The average house was a small one-story structure made of mud-brick. It contained several rooms grouped around a courtyard. People with more resources probably lived in two-story houses, which were plastered and whitewashed and had about ten or even twelve rooms, equipped with wooden doors, although wood was not common in some cities of Sumer….The ground floor in two-story houses, usually consisted of reception room, kitchen, and toilet and servant’s quarters….Most houses (approximately 90 square meters) had a square center room with other rooms built around an area that provided access to the light and ventilated the interior….
Doesn’t this look comfortable and pleasant? Ninety square meters is close to 1000 square feet, which is not that much smaller than my house, so it gives me a fair idea of how much space a family might have enjoyed (at least a wealthier family).
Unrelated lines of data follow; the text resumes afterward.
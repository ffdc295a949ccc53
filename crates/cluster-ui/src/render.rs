//! Render driver seam

use scene::{SceneView, SystemStatus};
use tracing::{debug, info};
use vision::VideoFrame;

/// Frames between periodic draw summaries
const SUMMARY_INTERVAL: u64 = 100;

/// Whatever puts the scene on screen. The UI loop calls it once per cycle.
pub trait RenderDriver {
    /// Draw one frame; `frame` is the latest road camera image, if any
    fn draw(&mut self, view: &SceneView<'_>, frame: Option<&VideoFrame>);

    /// New framebuffer size if the surface changed since the last call
    fn resized(&mut self) -> Option<(u32, u32)> {
        None
    }

    /// Whether the screen was touched since the last call
    fn take_touch(&mut self) -> bool {
        false
    }
}

/// Headless renderer that logs what would be drawn
#[derive(Debug, Default)]
pub struct TraceRenderer {
    frames: u64,
    last_status: Option<SystemStatus>,
}

impl TraceRenderer {
    pub fn new() -> Self {
        Self::default()
    }

    pub fn frames(&self) -> u64 {
        self.frames
    }
}

impl RenderDriver for TraceRenderer {
    fn draw(&mut self, view: &SceneView<'_>, frame: Option<&VideoFrame>) {
        self.frames += 1;

        if self.last_status != Some(view.status()) {
            info!("Status {:?}", view.status());
            self.last_status = Some(view.status());
        }

        if self.frames % SUMMARY_INTERVAL == 0 {
            debug!(
                frame = self.frames,
                speed = view.display_speed(),
                path_vertices = view.path().len(),
                leads = view.leads().count(),
                video = frame.map(|f| f.sequence),
                "Scene summary"
            );
        }
    }
}
//! Cluster UI Scene
//!
//! Aggregates independently updated telemetry topics into one scene per frame:
//! - Lane line, road edge and path ribbons projected to screen space
//! - Lead vehicle markers
//! - Scalar display state (speed, alerts, gear, blind spot, tire pressure, ...)
//!
//! The render side only ever sees a borrowed [`SceneView`].

pub mod aggregator;
pub mod config;
pub mod lead;
pub mod line;
pub mod scene;
pub mod view;

pub use aggregator::SceneAggregator;
pub use config::{SceneConfig, UiSettings};
pub use lead::{LeadMarker, LeadMarkers, LeadSource};
pub use line::{build_ribbon, get_path_length_idx, LineVertices, MAX_LINE_VERTICES, TRAJECTORY_SIZE};
pub use scene::{BlinkerAnimation, Scene, SystemStatus};
pub use view::SceneView;
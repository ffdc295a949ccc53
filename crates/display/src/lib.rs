//! Display Management
//!
//! Decides the backlight level and whether the display should be powered:
//! - Ambient light to perceived brightness with first-order smoothing
//! - Idle dimming countdown
//! - Tap-to-wake from inertial sensors while parked

mod brightness;
mod filter;
mod wake;

pub use brightness::{
    idle_timeout_frames, perceived_brightness, BrightnessController, BrightnessSettings,
    BACKLIGHT_OFFROAD,
};
pub use filter::FirstOrderFilter;
pub use wake::{WakefulnessController, AWAKE_TIMEOUT_FRAMES};

/// Per-cycle inputs shared by the brightness and wake controllers
#[derive(Debug, Clone, Copy, Default, PartialEq)]
pub struct DisplayInputs {
    pub started: bool,
    pub ignition: bool,
    /// Ambient light estimate in [0, 1]
    pub light_sensor: f32,
    /// Screen was touched since the last cycle
    pub touched: bool,
    /// An alert is currently shown on screen
    pub alert_visible: bool,
    pub accel: f32,
    pub gyro: f32,
}
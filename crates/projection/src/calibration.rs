//! Calibration rotation

use nalgebra::{Matrix3, Rotation3};

/// Axis permutation from the device frame (x forward, y right, z down)
/// to the camera view frame (x right, y down, z forward)
pub fn view_from_device() -> Matrix3<f32> {
    Matrix3::new(
        0.0, 1.0, 0.0,
        0.0, 0.0, 1.0,
        1.0, 0.0, 0.0,
    )
}

/// Rotation from the calibrated car frame into the camera view frame.
///
/// `rpy` is (roll, pitch, yaw) in radians. The device rotation is
/// `Rz(yaw) * Ry(pitch) * Rx(roll)`.
pub fn view_from_calib(rpy: [f32; 3]) -> Matrix3<f32> {
    let device_from_calib = Rotation3::from_euler_angles(rpy[0], rpy[1], rpy[2]);
    view_from_device() * device_from_calib.into_inner()
}

/// Latest calibration, invalid until the first calibration message
#[derive(Debug, Clone, Copy, Default, PartialEq)]
pub struct CalibrationState {
    view_from_calib: Option<Matrix3<f32>>,
}

impl CalibrationState {
    /// Replace the rotation from a new roll/pitch/yaw estimate
    pub fn update(&mut self, rpy: [f32; 3]) {
        self.view_from_calib = Some(view_from_calib(rpy));
    }

    /// Whether at least one calibration message has been applied
    pub fn is_valid(&self) -> bool {
        self.view_from_calib.is_some()
    }

    pub fn view_from_calib(&self) -> Option<&Matrix3<f32>> {
        self.view_from_calib.as_ref()
    }
}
And it’s so interesting what else people substituted for wood. The wealthy used mud brick, but others used reeds:
Sumer had no trees for timber but it had the huge reeds in the marshes, and this raw material was widely used in building of reed houses….People tied reed bundles or plaited them into mats and set vertically in the ground, like columns, in two parallel rows, and then their peaks were tied….“Digging a series of holes in the ground, the builders would insert a tall bundle of reeds in each hole. A circle of holes would be used to make a circular house; two parallel rows to make a rectangular one. Once the bundles were all firmly inserted, the ones opposite each other would be bent over and tied at the top to form a roof. For a front or back door, a reed mat would be draped over an opening (either at the ends of a rectangular house, or on the side of a circular one).
A bit like how the Comanche and other groups constructed tipis, it sounds like.
Slightly related: here’s another archaeological event I happened across recently:
Archaeologists have come across a vast network of underwater ruins making up the ancient Roman city once known as Neapolis, which was largely washed away by a powerful tsunami around 1,700 years ago….The dramatic deep sea find includes streets, monuments, and around a hundred tanks used to produce garum – a fermented fish sauce that was a popular condiment in ancient Rome and Greece and is likely to have been a significant factor in the Neapolis economy.
There’s a linked video showing the exploration of this underwater site.